WORK ITEM: Reproduce every line that appears below, precisely and completely.

DATASET RECORDS section start

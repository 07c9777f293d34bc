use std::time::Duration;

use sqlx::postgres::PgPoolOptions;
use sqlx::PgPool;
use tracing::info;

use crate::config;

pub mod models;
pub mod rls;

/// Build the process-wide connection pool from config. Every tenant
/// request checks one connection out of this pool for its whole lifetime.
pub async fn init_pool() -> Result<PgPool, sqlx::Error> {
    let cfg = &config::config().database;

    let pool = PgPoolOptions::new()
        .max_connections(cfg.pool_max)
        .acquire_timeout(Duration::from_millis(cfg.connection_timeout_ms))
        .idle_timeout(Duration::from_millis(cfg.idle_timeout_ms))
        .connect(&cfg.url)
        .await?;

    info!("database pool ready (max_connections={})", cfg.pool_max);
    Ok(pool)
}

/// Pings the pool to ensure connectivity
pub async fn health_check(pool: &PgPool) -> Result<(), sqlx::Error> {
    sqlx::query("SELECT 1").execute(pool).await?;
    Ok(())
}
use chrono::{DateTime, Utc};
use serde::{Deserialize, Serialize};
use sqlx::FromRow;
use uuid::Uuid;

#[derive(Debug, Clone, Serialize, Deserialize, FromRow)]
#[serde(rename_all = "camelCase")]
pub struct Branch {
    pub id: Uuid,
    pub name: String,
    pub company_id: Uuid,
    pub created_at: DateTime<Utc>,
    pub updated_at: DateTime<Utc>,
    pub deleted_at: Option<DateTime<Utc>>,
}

DATASET RECORDS section end

YOUR RESPONSE:
repository 07c9777f293d34bc
use std::time::Duration;

use sqlx::postgres::PgPoolOptions;
use sqlx::PgPool;
use tracing::info;

use crate::config;

pub mod models;
pub mod rls;

/// Build the process-wide connection pool from config. Every tenant
/// request checks one connection out of this pool for its whole lifetime.
pub async fn init_pool() -> Result<PgPool, sqlx::Error> {
    let cfg = &config::config().database;

    let pool = PgPoolOptions::new()
        .max_connections(cfg.pool_max)
        .acquire_timeout(Duration::from_millis(cfg.connection_timeout_ms))
        .idle_timeout(Duration::from_millis(cfg.idle_timeout_ms))
        .connect(&cfg.url)
        .await?;

    info!("database pool ready (max_connections={})", cfg.pool_max);
    Ok(pool)
}

/// Pings the pool to ensure connectivity
pub async fn health_check(pool: &PgPool) -> Result<(), sqlx::Error> {
    sqlx::query("SELECT 1").execute(pool).await?;
    Ok(())
}
use chrono::{DateTime, Utc};
use serde::{Deserialize, Serialize};
use sqlx::FromRow;
use uuid::Uuid;

#[derive(Debug, Clone, Serialize, Deserialize, FromRow)]
#[serde(rename_all = "camelCase")]
pub struct Branch {
    pub id: Uuid,
    pub name: String,
    pub company_id: Uuid,
    pub created_at: DateTime<Utc>,
    pub updated_at: DateTime<Utc>,
    pub deleted_at: Option<DateTime<Utc>>,
}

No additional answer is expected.